Type out the entries again, keeping every word unchanged.

Saved data entries:
═══

impl Job {
    /// Build a job from a direct submission
    ///
    /// # Arguments
    ///
    /// * `req` - The submitted job request
    #[must_use]
    pub fn from_request(req: JobRequest) -> Self {
        let id = req.job_id.unwrap_or_else(Uuid::new_v4);
        let now = Utc::now();
        Job {
            id,
            status: JobStatus::Pending,
            input_key: None,
            input_url: Some(req.input_url),
            output_url: req
                .output_url
                .unwrap_or_else(|| format!("outputs/{id}")),
            preset: req.preset,
            output_qualities: req.output_qualities,
            webhook_url: req.webhook_url,
            outputs: None,
            error: None,
            retries: 0,
            machine: None,
            duration: None,
            r2_config: req.r2_config,
            created_at: now,
            uploaded_at: None,
            queued_at: Some(now),
            started_at: None,
            completed_at: None,
        }
    }

    /// Build an uploading job waiting on a presigned upload
    ///
    /// # Arguments
    ///
    /// * `id` - The id this job was created under
    /// * `key` - The key the upload will land at
    /// * `req` - The upload request that created this job
    #[must_use]
    pub fn from_upload(id: Uuid, key: String, req: UploadRequest) -> Self {
        Job {
            id,
            status: JobStatus::Uploading,
            input_key: Some(key),
            input_url: None,
            output_url: format!("outputs/{id}"),
            preset: req.preset,
            output_qualities: req.output_qualities,
            webhook_url: req.webhook_url,
            outputs: None,
            error: None,
            retries: 0,
            machine: None,
            duration: None,
            r2_config: None,
            created_at: Utc::now(),
            uploaded_at: None,
            queued_at: None,
            started_at: None,
            completed_at: None,
        }
    }

    /// Build a fresh pending job from an upload event with no prior record
    ///
    /// # Arguments
    ///
    /// * `id` - The id extracted from the events key
    /// * `cast` - The upload event that fired
    /// * `input_url` - The canonical url the input can be downloaded from
    #[must_use]
    pub fn from_event(id: Uuid, cast: &UploadEvent, input_url: String) -> Self {
        let now = Utc::now();
        Job {
            id,
            status: JobStatus::Pending,
            input_key: Some(cast.key.clone()),
            input_url: Some(input_url),
            output_url: format!("outputs/{id}"),
            preset: Preset::Default,
            output_qualities: None,
            webhook_url: None,
            outputs: None,
            error: None,
            retries: 0,
            machine: None,
            duration: None,
            r2_config: None,
            created_at: now,
            uploaded_at: Some(now),
            queued_at: Some(now),
            started_at: None,
            completed_at: None,
        }
    }

    /// Try to cast a HashMap of strings into a Job
    ///
    /// # Arguments
    ///
    /// * `raw` - The HashMap to cast into a Job
    #[instrument(name = "Job::from_data", skip_all, err(Debug))]
    pub fn from_data(mut raw: HashMap<String, String>) -> Result<Self, ApiError> {
        // error if the record does not contain the required values
        if !raw.contains_key("id") {
            // check if this job was malformed or is just missing
            if raw.is_empty() {
                // this job is just empty
                event!(Level::ERROR, empty = true);
            } else {
                // this record has data but not the required values
                event!(Level::ERROR, malformed = true, data = format!("{raw:?}"));
            }
            return not_found!("Job not found".to_owned());
        }
        // the status token must be one we know
        let raw_status = extract!(raw, "status");
        let status = match JobStatus::from_token(&raw_status) {
            Some(status) => status,
            None => return bad!(format!("Unknown job status {}", raw_status)),
        };
        // the preset token must be one we know
        let raw_preset = extract!(raw, "preset");
        let preset = match Preset::from_token(&raw_preset) {
            Some(preset) => preset,
            None => return bad!(format!("Unknown preset {}", raw_preset)),
        };
        // cast our raw data to a Job
        let job = Job {
            id: Uuid::parse_str(&raw["id"])?,
            status,
            preset,
            input_key: raw.remove("input_key"),
            input_url: raw.remove("input_url"),
            output_url: extract!(raw, "output_url"),
            output_qualities: deserialize_opt!(raw, "output_qualities"),
            webhook_url: raw.remove("webhook_url"),
            outputs: deserialize_opt!(raw, "outputs"),
            error: raw.remove("error"),
            retries: match raw.remove("retries") {
                Some(raw_retries) => raw_retries.parse()?,
                None => 0,
            },
            machine: raw.remove("machine"),
            duration: match raw.remove("duration") {
                Some(raw_duration) => Some(raw_duration.parse()?),
                None => None,
            },
            r2_config: deserialize_opt!(raw, "r2_config"),
            created_at: parse_ms(&extract!(raw, "created_at"), "created_at")?,
            uploaded_at: parse_ms_opt(&raw, "uploaded_at")?,
            queued_at: parse_ms_opt(&raw, "queued_at")?,
            started_at: parse_ms_opt(&raw, "started_at")?,
            completed_at: parse_ms_opt(&raw, "completed_at")?,
        };
        Ok(job)
    }

    /// Gets a job object from the backend
    ///
    /// # Arguments
    ///
    /// * `id` - The id of the job to retrieve
    /// * `shared` - Shared clipforge objects
    #[instrument(name = "Job::get", skip_all, err(Debug))]
    pub async fn get(id: &Uuid, shared: &Shared) -> Result<Job, ApiError> {
        db::jobs::get(id, shared).await
    }

    /// Writes this job without queueing it
    ///
    /// # Arguments
    ///
    /// * `shared` - Shared clipforge objects
    #[instrument(name = "Job::create", skip_all, err(Debug))]
    pub async fn create(&self, shared: &Shared) -> Result<(), ApiError> {
        db::jobs::create(self, shared).await
    }

    /// Writes this job and adds it to the pending queue
    ///
    /// # Arguments
    ///
    /// * `shared` - Shared clipforge objects
    #[instrument(name = "Job::enqueue", skip_all, err(Debug))]
    pub async fn enqueue(&self, shared: &Shared) -> Result<(), ApiError> {
        db::jobs::enqueue(self, shared).await
    }

    /// Pops the oldest pending job for a machine
    ///
    /// # Arguments
    ///
    /// * `machine` - The machine claiming a job
    /// * `shared` - Shared clipforge objects
    #[instrument(name = "Job::pop", skip_all, err(Debug))]
    pub async fn pop(machine: &str, shared: &Shared) -> Result<Option<Job>, ApiError> {
        db::jobs::pop(machine, shared).await
    }

    /// Marks a job completed
    ///
    /// # Arguments
    ///
    /// * `id` - The id of the job that completed
    /// * `outputs` - The outputs this job produced if any were reported
    /// * `duration` - How long the transcode took if it was reported
    /// * `shared` - Shared clipforge objects
    #[instrument(name = "Job::complete", skip_all, err(Debug))]
    pub async fn complete(
        id: &Uuid,
        outputs: Option<&[JobOutput]>,
        duration: Option<f64>,
        shared: &Shared,
    ) -> Result<(), ApiError> {
        db::jobs::complete(id, outputs, duration, shared).await
    }

    /// Marks a job failed
    ///
    /// # Arguments
    ///
    /// * `id` - The id of the job that failed
    /// * `error` - The error this job failed with
    /// * `shared` - Shared clipforge objects
    #[instrument(name = "Job::fail", skip_all, err(Debug))]
    pub async fn fail(id: &Uuid, error: &str, shared: &Shared) -> Result<(), ApiError> {
        db::jobs::fail(id, error, shared).await
    }

    /// Requeues a job unless its retries are exhausted
    ///
    /// # Arguments
    ///
    /// * `id` - The id of the job to requeue
    /// * `shared` - Shared clipforge objects
    #[instrument(name = "Job::requeue", skip_all, err(Debug))]
    pub async fn requeue(id: &Uuid, shared: &Shared) -> Result<bool, ApiError> {
        db::jobs::requeue(id, shared).await
    }
}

═══

Exercise answer:
impl Job {
    /// Build a job from a direct submission
    ///
    /// # Arguments
    ///
    /// * `req` - The submitted job request
    #[must_use]
    pub fn from_request(req: JobRequest) -> Self {
        let id = req.job_id.unwrap_or_else(Uuid::new_v4);
        let now = Utc::now();
        Job {
            id,
            status: JobStatus::Pending,
            input_key: None,
            input_url: Some(req.input_url),
            output_url: req
                .output_url
                .unwrap_or_else(|| format!("outputs/{id}")),
            preset: req.preset,
            output_qualities: req.output_qualities,
            webhook_url: req.webhook_url,
            outputs: None,
            error: None,
            retries: 0,
            machine: None,
            duration: None,
            r2_config: req.r2_config,
            created_at: now,
            uploaded_at: None,
            queued_at: Some(now),
            started_at: None,
            completed_at: None,
        }
    }

    /// Build an uploading job waiting on a presigned upload
    ///
    /// # Arguments
    ///
    /// * `id` - The id this job was created under
    /// * `key` - The key the upload will land at
    /// * `req` - The upload request that created this job
    #[must_use]
    pub fn from_upload(id: Uuid, key: String, req: UploadRequest) -> Self {
        Job {
            id,
            status: JobStatus::Uploading,
            input_key: Some(key),
            input_url: None,
            output_url: format!("outputs/{id}"),
            preset: req.preset,
            output_qualities: req.output_qualities,
            webhook_url: req.webhook_url,
            outputs: None,
            error: None,
            retries: 0,
            machine: None,
            duration: None,
            r2_config: None,
            created_at: Utc::now(),
            uploaded_at: None,
            queued_at: None,
            started_at: None,
            completed_at: None,
        }
    }

    /// Build a fresh pending job from an upload event with no prior record
    ///
    /// # Arguments
    ///
    /// * `id` - The id extracted from the events key
    /// * `cast` - The upload event that fired
    /// * `input_url` - The canonical url the input can be downloaded from
    #[must_use]
    pub fn from_event(id: Uuid, cast: &UploadEvent, input_url: String) -> Self {
        let now = Utc::now();
        Job {
            id,
            status: JobStatus::Pending,
            input_key: Some(cast.key.clone()),
            input_url: Some(input_url),
            output_url: format!("outputs/{id}"),
            preset: Preset::Default,
            output_qualities: None,
            webhook_url: None,
            outputs: None,
            error: None,
            retries: 0,
            machine: None,
            duration: None,
            r2_config: None,
            created_at: now,
            uploaded_at: Some(now),
            queued_at: Some(now),
            started_at: None,
            completed_at: None,
        }
    }

    /// Try to cast a HashMap of strings into a Job
    ///
    /// # Arguments
    ///
    /// * `raw` - The HashMap to cast into a Job
    #[instrument(name = "Job::from_data", skip_all, err(Debug))]
    pub fn from_data(mut raw: HashMap<String, String>) -> Result<Self, ApiError> {
        // error if the record does not contain the required values
        if !raw.contains_key("id") {
            // check if this job was malformed or is just missing
            if raw.is_empty() {
                // this job is just empty
                event!(Level::ERROR, empty = true);
            } else {
                // this record has data but not the required values
                event!(Level::ERROR, malformed = true, data = format!("{raw:?}"));
            }
            return not_found!("Job not found".to_owned());
        }
        // the status token must be one we know
        let raw_status = extract!(raw, "status");
        let status = match JobStatus::from_token(&raw_status) {
            Some(status) => status,
            None => return bad!(format!("Unknown job status {}", raw_status)),
        };
        // the preset token must be one we know
        let raw_preset = extract!(raw, "preset");
        let preset = match Preset::from_token(&raw_preset) {
            Some(preset) => preset,
            None => return bad!(format!("Unknown preset {}", raw_preset)),
        };
        // cast our raw data to a Job
        let job = Job {
            id: Uuid::parse_str(&raw["id"])?,
            status,
            preset,
            input_key: raw.remove("input_key"),
            input_url: raw.remove("input_url"),
            output_url: extract!(raw, "output_url"),
            output_qualities: deserialize_opt!(raw, "output_qualities"),
            webhook_url: raw.remove("webhook_url"),
            outputs: deserialize_opt!(raw, "outputs"),
            error: raw.remove("error"),
            retries: match raw.remove("retries") {
                Some(raw_retries) => raw_retries.parse()?,
                None => 0,
            },
            machine: raw.remove("machine"),
            duration: match raw.remove("duration") {
                Some(raw_duration) => Some(raw_duration.parse()?),
                None => None,
            },
            r2_config: deserialize_opt!(raw, "r2_config"),
            created_at: parse_ms(&extract!(raw, "created_at"), "created_at")?,
            uploaded_at: parse_ms_opt(&raw, "uploaded_at")?,
            queued_at: parse_ms_opt(&raw, "queued_at")?,
            started_at: parse_ms_opt(&raw, "started_at")?,
            completed_at: parse_ms_opt(&raw, "completed_at")?,
        };
        Ok(job)
    }

    /// Gets a job object from the backend
    ///
    /// # Arguments
    ///
    /// * `id` - The id of the job to retrieve
    /// * `shared` - Shared clipforge objects
    #[instrument(name = "Job::get", skip_all, err(Debug))]
    pub async fn get(id: &Uuid, shared: &Shared) -> Result<Job, ApiError> {
        db::jobs::get(id, shared).await
    }

    /// Writes this job without queueing it
    ///
    /// # Arguments
    ///
    /// * `shared` - Shared clipforge objects
    #[instrument(name = "Job::create", skip_all, err(Debug))]
    pub async fn create(&self, shared: &Shared) -> Result<(), ApiError> {
        db::jobs::create(self, shared).await
    }

    /// Writes this job and adds it to the pending queue
    ///
    /// # Arguments
    ///
    /// * `shared` - Shared clipforge objects
    #[instrument(name = "Job::enqueue", skip_all, err(Debug))]
    pub async fn enqueue(&self, shared: &Shared) -> Result<(), ApiError> {
        db::jobs::enqueue(self, shared).await
    }

    /// Pops the oldest pending job for a machine
    ///
    /// # Arguments
    ///
    /// * `machine` - The machine claiming a job
    /// * `shared` - Shared clipforge objects
    #[instrument(name = "Job::pop", skip_all, err(Debug))]
    pub async fn pop(machine: &str, shared: &Shared) -> Result<Option<Job>, ApiError> {
        db::jobs::pop(machine, shared).await
    }

    /// Marks a job completed
    ///
    /// # Arguments
    ///
    /// * `id` - The id of the job that completed
    /// * `outputs` - The outputs this job produced if any were reported
    /// * `duration` - How long the transcode took if it was reported
    /// * `shared` - Shared clipforge objects
    #[instrument(name = "Job::complete", skip_all, err(Debug))]
    pub async fn complete(
        id: &Uuid,
        outputs: Option<&[JobOutput]>,
        duration: Option<f64>,
        shared: &Shared,
    ) -> Result<(), ApiError> {
        db::jobs::complete(id, outputs, duration, shared).await
    }

    /// Marks a job failed
    ///
    /// # Arguments
    ///
    /// * `id` - The id of the job that failed
    /// * `error` - The error this job failed with
    /// * `shared` - Shared clipforge objects
    #[instrument(name = "Job::fail", skip_all, err(Debug))]
    pub async fn fail(id: &Uuid, error: &str, shared: &Shared) -> Result<(), ApiError> {
        db::jobs::fail(id, error, shared).await
    }

    /// Requeues a job unless its retries are exhausted
    ///
    /// # Arguments
    ///
    /// * `id` - The id of the job to requeue
    /// * `shared` - Shared clipforge objects
    #[instrument(name = "Job::requeue", skip_all, err(Debug))]
    pub async fn requeue(id: &Uuid, shared: &Shared) -> Result<bool, ApiError> {
        db::jobs::requeue(id, shared).await
    }
}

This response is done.